03. Post-Traumatic Stress Disorder.

34 2 0
                                    

Ananta tahu betul bahwa Junara tak menyukainya, dari sorot mata yang seakan jengah saat Ananta berusaha akrab dengan paksaan. Sebenarnya, bukan paksaan, Ananta jelas dengan sepenuh hati melakukan hal tersebut.

Namun, tampaknya Junara masih belum bisa menerimanya. Lagi pula Ananta hanya orang baru, yang kebanyakan dijauhi karena dilarang berbicara pada orang asing.

Bukannya mempersulit Candra yang berniat merawat Junara, tetapi Ananta juga tak begitu yakin dengan potensi Candra yang akan tetap mengedepankan Junara. Tapi tampaknya, Candra sangat menggebu-gebu.

Lalu, keputusan itu juga bukan haknya untuk memutuskan. Ini hanya memiliki sangkut paut dengan Direktur saja, entah kenapa Ananta ikut andil dalam meminta pendapat.
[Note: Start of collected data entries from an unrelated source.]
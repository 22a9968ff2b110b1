//! Multi-process metrics
//!
//! Each worker owns a [`MetricsShard`] it alone mutates; a [`ShardWriter`]
//! persists snapshots to a shared registry directory; a standalone
//! [`MetricsAggregator`] merges all shard files into one
//! [`AggregatedSnapshot`] for the scrape endpoint. No shared memory
//! crosses a process boundary.

pub mod aggregator;
pub mod exposition;
pub mod shard;

pub use aggregator::{AggregatedSnapshot, AggregatorConfig, MetricsAggregator, SnapshotHandle};
pub use shard::{MetricsShard, ShardWriter, ShardWriterConfig};

use chrono::{DateTime, Utc};
use once_cell::sync::Lazy;
use regex::Regex;
use serde::{Deserialize, Serialize};
use std::collections::BTreeMap;

/// Shard file format version; readers skip files with a different version.
pub const SHARD_FORMAT_VERSION: u32 = 1;

static METRIC_NAME_RE: Lazy<Regex> =
    Lazy::new(|| Regex::new("^[a-zA-Z_:][a-zA-Z0-9_:]*$").expect("valid regex"));

static LABEL_NAME_RE: Lazy<Regex> =
    Lazy::new(|| Regex::new("^[a-zA-Z_][a-zA-Z0-9_]*$").expect("valid regex"));

/// Metric name charset accepted by the text exposition format.
pub fn is_valid_metric_name(name: &str) -> bool {
    METRIC_NAME_RE.is_match(name)
}

pub fn is_valid_label_name(name: &str) -> bool {
    LABEL_NAME_RE.is_match(name)
}

/// Identity of a metric series: name plus label set.
#[derive(Debug, Clone, PartialEq, Eq, PartialOrd, Ord, Hash, Serialize, Deserialize)]
pub struct SampleKey {
    pub name: String,
    pub labels: BTreeMap<String, String>,
}

impl SampleKey {
    pub fn new(name: &str, labels: &[(&str, &str)]) -> Self {
        Self {
            name: name.to_string(),
            labels: labels
                .iter()
                .map(|(k, v)| (k.to_string(), v.to_string()))
                .collect(),
        }
    }
}

/// Recorded value of a series.
#[derive(Debug, Clone, PartialEq, Serialize, Deserialize)]
#[serde(tag = "kind", rename_all = "snake_case")]
pub enum SampleValue {
    Counter {
        value: u64,
    },
    /// Bucket counts are per-bucket (not cumulative); `counts` has one
    /// slot per bound plus a final overflow slot. Exposition accumulates.
    Histogram {
        bounds: Vec<f64>,
        counts: Vec<u64>,
        sum: f64,
        count: u64,
    },
}

/// One series in a shard snapshot or aggregated snapshot.
#[derive(Debug, Clone, PartialEq, Serialize, Deserialize)]
pub struct MetricSample {
    pub name: String,
    pub labels: BTreeMap<String, String>,
    pub value: SampleValue,
}

impl MetricSample {
    fn validate(&self) -> Result<(), String> {
        if !is_valid_metric_name(&self.name) {
            return Err(format!("invalid metric name {:?}", self.name));
        }
        for key in self.labels.keys() {
            if !is_valid_label_name(key) {
                return Err(format!("invalid label name {:?} on {}", key, self.name));
            }
        }
        if let SampleValue::Histogram {
            bounds,
            counts,
            sum,
            ..
        } = &self.value
        {
            if counts.len() != bounds.len() + 1 {
                return Err(format!(
                    "histogram {} has {} counts for {} bounds",
                    self.name,
                    counts.len(),
                    bounds.len()
                ));
            }
            if !bounds.windows(2).all(|w| w[0] < w[1]) {
                return Err(format!("histogram {} bounds are not ascending", self.name));
            }
            if !sum.is_finite() {
                return Err(format!("histogram {} sum is not finite", self.name));
            }
        }
        Ok(())
    }
}

/// On-disk shard format: one JSON document per worker, replaced whole on
/// each flush (write-temp-then-rename, so readers never see a torn file).
#[derive(Debug, Clone, Serialize, Deserialize)]
pub struct ShardFile {
    pub version: u32,
    pub worker_id: String,
    pub pid: u32,
    pub written_at: DateTime<Utc>,
    pub samples: Vec<MetricSample>,
}

impl ShardFile {
    /// Validate before merging; a failure skips the whole shard for the
    /// cycle (a transiently stale read is fine, a corrupt one is not).
    pub fn validate(&self) -> Result<(), String> {
        if self.version != SHARD_FORMAT_VERSION {
            return Err(format!(
                "unsupported shard version {} (expected {})",
                self.version, SHARD_FORMAT_VERSION
            ));
        }
        if self.worker_id.is_empty() {
            return Err("empty worker id".to_string());
        }
        for sample in &self.samples {
            sample.validate()?;
        }
        Ok(())
    }
}

#[cfg(test)]
mod tests {
    use super::*;

    #[test]
    fn test_metric_name_validation() {
        assert!(is_valid_metric_name("requests_total"));
        assert!(is_valid_metric_name("ciboard:cache_hits"));
        assert!(!is_valid_metric_name("9requests"));
        assert!(!is_valid_metric_name("requests-total"));
        assert!(!is_valid_metric_name(""));
    }

    #[test]
    fn test_shard_file_validation() {
        let mut file = ShardFile {
            version: SHARD_FORMAT_VERSION,
            worker_id: "worker-1".to_string(),
            pid: 1,
            written_at: Utc::now(),
            samples: vec![MetricSample {
                name: "requests_total".to_string(),
                labels: BTreeMap::new(),
                value: SampleValue::Counter { value: 3 },
            }],
        };
        assert!(file.validate().is_ok());

        file.version = 99;
        assert!(file.validate().is_err());
    }

    #[test]
    fn test_histogram_shape_validation() {
        let sample = MetricSample {
            name: "latency_seconds".to_string(),
            labels: BTreeMap::new(),
            value: SampleValue::Histogram {
                bounds: vec![0.1, 0.5],
                counts: vec![1, 2], // missing overflow slot
                sum: 0.7,
                count: 3,
            },
        };
        assert!(sample.validate().is_err());
    }
}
Jelas saja Ananta menolak, walau terkadang ia sendiri yakin jika Candra mampu. Ananta hanya ingin melihat kesungguhan Candra, tepatnya pada keadaan Junara.

"Kenapa melamun?" Tubuhnya tersetak kecil, menoleh cepat ke sampingnya karena terkejut.

Ananta diam menatap sosok yang membuat lamunannya buyar, menimang jawaban yang tepat atas pertanyaan tersebut.

"Kenapa?" Masih dalam bimbang, Ananta memiringkan kepalanya sedikit. Bersamaan dengan itu, kerutan di keningnya terlihat samar.

"Tidak ingin bercerita?" Pertanyaan tersebut membuat Ananta kembali menegakkan tubuhnya, bersikap seperti semula sebelum dirinya dipergoki.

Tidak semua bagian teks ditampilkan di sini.